Your task:
Would you output the entries below only from the line containing "filename src/error.rs" through the line containing "card has already", exactly as they stand and with both ends included?

Supplied information:
┏━━

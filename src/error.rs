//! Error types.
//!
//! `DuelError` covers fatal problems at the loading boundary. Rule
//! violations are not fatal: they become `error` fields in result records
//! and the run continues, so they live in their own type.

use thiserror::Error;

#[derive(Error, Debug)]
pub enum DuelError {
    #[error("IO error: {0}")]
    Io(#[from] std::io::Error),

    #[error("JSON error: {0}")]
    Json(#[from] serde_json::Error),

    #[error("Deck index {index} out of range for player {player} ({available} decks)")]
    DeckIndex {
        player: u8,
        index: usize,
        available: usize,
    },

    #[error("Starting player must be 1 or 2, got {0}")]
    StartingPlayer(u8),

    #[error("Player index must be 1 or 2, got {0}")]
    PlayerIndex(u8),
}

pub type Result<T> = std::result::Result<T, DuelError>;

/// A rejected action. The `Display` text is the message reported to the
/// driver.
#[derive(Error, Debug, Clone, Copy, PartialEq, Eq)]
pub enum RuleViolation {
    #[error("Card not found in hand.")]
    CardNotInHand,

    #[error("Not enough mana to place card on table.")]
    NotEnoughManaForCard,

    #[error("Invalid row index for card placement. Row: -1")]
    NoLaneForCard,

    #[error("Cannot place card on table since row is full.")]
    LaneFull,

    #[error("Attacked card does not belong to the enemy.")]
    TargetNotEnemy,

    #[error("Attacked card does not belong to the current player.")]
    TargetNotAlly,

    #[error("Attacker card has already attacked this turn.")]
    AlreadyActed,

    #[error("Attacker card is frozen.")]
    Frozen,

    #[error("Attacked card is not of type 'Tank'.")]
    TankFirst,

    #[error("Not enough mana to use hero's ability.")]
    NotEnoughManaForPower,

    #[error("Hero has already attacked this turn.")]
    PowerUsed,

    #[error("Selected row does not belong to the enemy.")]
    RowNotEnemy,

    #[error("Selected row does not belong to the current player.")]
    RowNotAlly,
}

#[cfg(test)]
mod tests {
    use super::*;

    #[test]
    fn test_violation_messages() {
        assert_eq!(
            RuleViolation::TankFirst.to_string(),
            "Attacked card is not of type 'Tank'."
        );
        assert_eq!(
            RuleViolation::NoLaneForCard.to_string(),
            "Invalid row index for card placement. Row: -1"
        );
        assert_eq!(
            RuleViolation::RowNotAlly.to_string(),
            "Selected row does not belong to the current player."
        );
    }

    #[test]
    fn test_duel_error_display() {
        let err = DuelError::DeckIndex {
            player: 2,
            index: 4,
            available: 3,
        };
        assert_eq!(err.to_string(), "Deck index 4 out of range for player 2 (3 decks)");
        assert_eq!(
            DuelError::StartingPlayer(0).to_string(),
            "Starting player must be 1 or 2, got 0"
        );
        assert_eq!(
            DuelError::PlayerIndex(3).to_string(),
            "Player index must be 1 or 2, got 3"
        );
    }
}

┗━━
┏━━

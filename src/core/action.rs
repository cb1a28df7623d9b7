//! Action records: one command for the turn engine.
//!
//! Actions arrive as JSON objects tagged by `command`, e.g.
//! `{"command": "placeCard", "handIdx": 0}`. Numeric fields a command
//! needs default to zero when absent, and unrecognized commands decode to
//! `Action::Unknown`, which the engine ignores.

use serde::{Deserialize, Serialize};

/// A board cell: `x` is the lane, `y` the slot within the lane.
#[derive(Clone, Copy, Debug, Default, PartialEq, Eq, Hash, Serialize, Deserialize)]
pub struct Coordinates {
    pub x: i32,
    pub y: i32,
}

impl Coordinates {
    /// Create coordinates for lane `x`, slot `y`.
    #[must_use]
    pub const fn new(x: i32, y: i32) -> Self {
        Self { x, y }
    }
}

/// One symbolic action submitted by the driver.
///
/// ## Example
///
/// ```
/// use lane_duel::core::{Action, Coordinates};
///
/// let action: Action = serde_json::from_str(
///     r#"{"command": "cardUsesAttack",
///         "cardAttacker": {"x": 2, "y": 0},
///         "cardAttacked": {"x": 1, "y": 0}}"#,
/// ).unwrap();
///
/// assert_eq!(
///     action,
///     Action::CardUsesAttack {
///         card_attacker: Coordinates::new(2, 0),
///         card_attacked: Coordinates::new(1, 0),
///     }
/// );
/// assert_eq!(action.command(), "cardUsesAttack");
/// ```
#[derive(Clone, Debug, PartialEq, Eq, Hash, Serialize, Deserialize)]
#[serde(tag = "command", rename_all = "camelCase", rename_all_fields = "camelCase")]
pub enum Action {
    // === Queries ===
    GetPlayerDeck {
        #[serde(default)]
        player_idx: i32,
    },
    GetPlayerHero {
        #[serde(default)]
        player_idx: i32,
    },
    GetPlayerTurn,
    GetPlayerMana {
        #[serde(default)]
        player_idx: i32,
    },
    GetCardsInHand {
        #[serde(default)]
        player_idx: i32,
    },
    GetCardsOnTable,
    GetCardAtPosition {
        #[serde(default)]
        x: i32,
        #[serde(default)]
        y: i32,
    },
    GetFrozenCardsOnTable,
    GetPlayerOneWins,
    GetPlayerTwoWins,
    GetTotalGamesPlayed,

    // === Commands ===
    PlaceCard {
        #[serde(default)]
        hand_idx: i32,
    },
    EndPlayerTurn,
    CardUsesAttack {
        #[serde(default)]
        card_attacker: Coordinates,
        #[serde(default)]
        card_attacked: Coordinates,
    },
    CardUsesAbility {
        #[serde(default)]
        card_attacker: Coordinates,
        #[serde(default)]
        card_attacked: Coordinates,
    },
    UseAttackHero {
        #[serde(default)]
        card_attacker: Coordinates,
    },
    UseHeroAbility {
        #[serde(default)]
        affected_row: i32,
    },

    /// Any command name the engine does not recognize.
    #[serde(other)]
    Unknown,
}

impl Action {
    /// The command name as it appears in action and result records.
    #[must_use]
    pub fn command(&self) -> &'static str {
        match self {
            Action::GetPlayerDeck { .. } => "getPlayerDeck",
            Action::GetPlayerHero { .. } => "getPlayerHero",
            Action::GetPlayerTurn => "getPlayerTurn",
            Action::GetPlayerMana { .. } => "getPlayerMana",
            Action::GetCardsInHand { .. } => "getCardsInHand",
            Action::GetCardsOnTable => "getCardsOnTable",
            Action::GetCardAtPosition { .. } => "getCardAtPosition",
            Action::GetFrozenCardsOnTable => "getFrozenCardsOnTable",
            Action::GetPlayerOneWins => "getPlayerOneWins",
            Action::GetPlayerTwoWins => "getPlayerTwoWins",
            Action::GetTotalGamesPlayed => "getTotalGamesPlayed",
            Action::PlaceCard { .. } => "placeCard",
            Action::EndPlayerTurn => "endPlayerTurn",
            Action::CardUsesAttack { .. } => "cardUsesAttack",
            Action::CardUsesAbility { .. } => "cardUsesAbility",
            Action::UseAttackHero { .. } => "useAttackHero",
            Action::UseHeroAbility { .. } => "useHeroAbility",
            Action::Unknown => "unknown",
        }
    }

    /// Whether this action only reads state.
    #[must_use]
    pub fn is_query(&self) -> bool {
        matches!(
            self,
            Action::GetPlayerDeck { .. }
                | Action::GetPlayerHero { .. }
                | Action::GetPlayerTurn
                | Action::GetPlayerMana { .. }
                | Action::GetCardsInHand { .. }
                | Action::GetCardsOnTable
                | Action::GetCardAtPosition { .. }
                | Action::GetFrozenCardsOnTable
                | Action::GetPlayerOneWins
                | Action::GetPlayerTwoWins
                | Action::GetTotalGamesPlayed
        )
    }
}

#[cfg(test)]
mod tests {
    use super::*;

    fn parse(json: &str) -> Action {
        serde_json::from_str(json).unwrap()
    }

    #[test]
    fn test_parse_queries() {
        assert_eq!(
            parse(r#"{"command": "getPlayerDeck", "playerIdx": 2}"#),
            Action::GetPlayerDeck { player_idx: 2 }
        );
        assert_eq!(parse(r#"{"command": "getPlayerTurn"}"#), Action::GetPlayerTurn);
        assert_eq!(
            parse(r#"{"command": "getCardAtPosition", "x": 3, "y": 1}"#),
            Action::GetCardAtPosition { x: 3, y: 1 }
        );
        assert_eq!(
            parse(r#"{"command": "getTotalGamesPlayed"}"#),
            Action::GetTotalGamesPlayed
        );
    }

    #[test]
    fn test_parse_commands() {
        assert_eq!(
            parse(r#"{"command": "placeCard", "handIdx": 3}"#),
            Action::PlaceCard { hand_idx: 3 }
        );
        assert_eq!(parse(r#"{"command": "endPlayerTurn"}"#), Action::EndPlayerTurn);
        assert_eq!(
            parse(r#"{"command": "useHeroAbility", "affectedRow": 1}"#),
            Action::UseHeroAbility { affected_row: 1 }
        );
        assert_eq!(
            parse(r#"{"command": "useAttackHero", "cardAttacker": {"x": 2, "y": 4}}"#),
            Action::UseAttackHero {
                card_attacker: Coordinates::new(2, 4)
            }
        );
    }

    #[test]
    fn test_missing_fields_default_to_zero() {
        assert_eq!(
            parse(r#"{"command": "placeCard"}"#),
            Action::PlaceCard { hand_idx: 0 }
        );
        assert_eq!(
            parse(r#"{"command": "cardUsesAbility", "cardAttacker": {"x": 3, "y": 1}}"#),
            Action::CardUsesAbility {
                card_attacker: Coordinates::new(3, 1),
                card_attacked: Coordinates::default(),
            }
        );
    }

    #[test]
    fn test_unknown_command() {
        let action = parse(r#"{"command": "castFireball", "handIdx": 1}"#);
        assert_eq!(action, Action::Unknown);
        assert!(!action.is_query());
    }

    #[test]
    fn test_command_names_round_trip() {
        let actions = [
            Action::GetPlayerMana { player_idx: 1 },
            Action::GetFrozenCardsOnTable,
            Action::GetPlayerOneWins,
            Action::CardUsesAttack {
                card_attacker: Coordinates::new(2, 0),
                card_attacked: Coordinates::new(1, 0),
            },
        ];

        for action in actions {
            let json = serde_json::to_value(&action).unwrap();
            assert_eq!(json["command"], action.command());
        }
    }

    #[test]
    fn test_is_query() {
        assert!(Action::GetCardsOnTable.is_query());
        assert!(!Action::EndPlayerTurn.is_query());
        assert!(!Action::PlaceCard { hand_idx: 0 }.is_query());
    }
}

┗━━
┏━━

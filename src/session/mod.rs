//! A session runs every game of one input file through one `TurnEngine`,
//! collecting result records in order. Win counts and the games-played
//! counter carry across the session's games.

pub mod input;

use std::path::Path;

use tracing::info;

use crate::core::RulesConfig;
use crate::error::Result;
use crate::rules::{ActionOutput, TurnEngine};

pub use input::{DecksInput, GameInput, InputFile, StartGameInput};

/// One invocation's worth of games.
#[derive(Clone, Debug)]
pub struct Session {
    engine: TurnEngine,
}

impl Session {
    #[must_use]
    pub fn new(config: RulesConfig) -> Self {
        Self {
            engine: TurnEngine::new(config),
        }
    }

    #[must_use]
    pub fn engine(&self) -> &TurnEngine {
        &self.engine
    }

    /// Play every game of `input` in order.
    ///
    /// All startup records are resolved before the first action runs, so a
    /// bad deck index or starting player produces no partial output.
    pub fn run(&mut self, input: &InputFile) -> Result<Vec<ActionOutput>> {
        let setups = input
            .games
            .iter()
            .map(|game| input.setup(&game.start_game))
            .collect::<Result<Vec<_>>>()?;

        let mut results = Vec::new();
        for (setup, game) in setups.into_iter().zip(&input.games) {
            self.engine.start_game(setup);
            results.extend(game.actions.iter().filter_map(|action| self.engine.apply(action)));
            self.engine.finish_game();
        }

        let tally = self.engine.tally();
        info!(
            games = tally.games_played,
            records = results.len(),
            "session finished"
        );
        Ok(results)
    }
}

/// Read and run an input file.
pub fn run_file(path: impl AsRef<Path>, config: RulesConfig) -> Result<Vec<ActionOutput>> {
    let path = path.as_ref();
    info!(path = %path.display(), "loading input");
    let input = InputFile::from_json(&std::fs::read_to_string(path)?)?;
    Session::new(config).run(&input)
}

┗━━

Completed task:
filename src/error.rs
//! Error types.
//!
//! `DuelError` covers fatal problems at the loading boundary. Rule
//! violations are not fatal: they become `error` fields in result records
//! and the run continues, so they live in their own type.

use thiserror::Error;

#[derive(Error, Debug)]
pub enum DuelError {
    #[error("IO error: {0}")]
    Io(#[from] std::io::Error),

    #[error("JSON error: {0}")]
    Json(#[from] serde_json::Error),

    #[error("Deck index {index} out of range for player {player} ({available} decks)")]
    DeckIndex {
        player: u8,
        index: usize,
        available: usize,
    },

    #[error("Starting player must be 1 or 2, got {0}")]
    StartingPlayer(u8),

    #[error("Player index must be 1 or 2, got {0}")]
    PlayerIndex(u8),
}

pub type Result<T> = std::result::Result<T, DuelError>;

/// A rejected action. The `Display` text is the message reported to the
/// driver.
#[derive(Error, Debug, Clone, Copy, PartialEq, Eq)]
pub enum RuleViolation {
    #[error("Card not found in hand.")]
    CardNotInHand,

    #[error("Not enough mana to place card on table.")]
    NotEnoughManaForCard,

    #[error("Invalid row index for card placement. Row: -1")]
    NoLaneForCard,

    #[error("Cannot place card on table since row is full.")]
    LaneFull,

    #[error("Attacked card does not belong to the enemy.")]
    TargetNotEnemy,

    #[error("Attacked card does not belong to the current player.")]
    TargetNotAlly,

    #[error("Attacker card has already attacked this turn.")]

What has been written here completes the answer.